MATERIAL TO PROCESS Block Start
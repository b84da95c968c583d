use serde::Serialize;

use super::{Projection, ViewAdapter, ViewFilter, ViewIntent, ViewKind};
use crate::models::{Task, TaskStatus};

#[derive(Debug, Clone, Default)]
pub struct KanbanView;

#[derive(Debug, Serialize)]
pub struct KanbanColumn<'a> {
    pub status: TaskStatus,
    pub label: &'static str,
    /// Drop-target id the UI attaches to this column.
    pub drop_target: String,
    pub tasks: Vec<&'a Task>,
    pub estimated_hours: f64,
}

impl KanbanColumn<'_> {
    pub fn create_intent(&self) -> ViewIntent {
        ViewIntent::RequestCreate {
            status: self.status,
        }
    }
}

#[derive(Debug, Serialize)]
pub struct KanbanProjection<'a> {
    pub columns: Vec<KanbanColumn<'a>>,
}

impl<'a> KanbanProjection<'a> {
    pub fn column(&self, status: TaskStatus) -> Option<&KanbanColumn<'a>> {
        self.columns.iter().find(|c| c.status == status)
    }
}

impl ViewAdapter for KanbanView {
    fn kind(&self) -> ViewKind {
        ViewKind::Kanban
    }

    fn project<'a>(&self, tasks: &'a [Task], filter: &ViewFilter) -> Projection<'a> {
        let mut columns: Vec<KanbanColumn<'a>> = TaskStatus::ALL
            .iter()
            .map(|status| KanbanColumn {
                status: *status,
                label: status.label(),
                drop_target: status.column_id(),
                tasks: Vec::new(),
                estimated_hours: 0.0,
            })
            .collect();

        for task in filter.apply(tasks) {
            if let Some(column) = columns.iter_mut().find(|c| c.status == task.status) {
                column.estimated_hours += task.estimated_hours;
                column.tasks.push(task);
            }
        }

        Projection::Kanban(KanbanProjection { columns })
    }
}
MATERIAL TO PROCESS Block End
■ PROMPT:
Show every line in the records above that contains the word "self".

■ RESULT FOR THIS EXERCISE:
    pub fn create_intent(&self) -> ViewIntent {
            status: self.status,
    pub fn column(&self, status: TaskStatus) -> Option<&KanbanColumn<'a>> {
        self.columns.iter().find(|c| c.status == status)
    fn kind(&self) -> ViewKind {
    fn project<'a>(&self, tasks: &'a [Task], filter: &ViewFilter) -> Projection<'a> {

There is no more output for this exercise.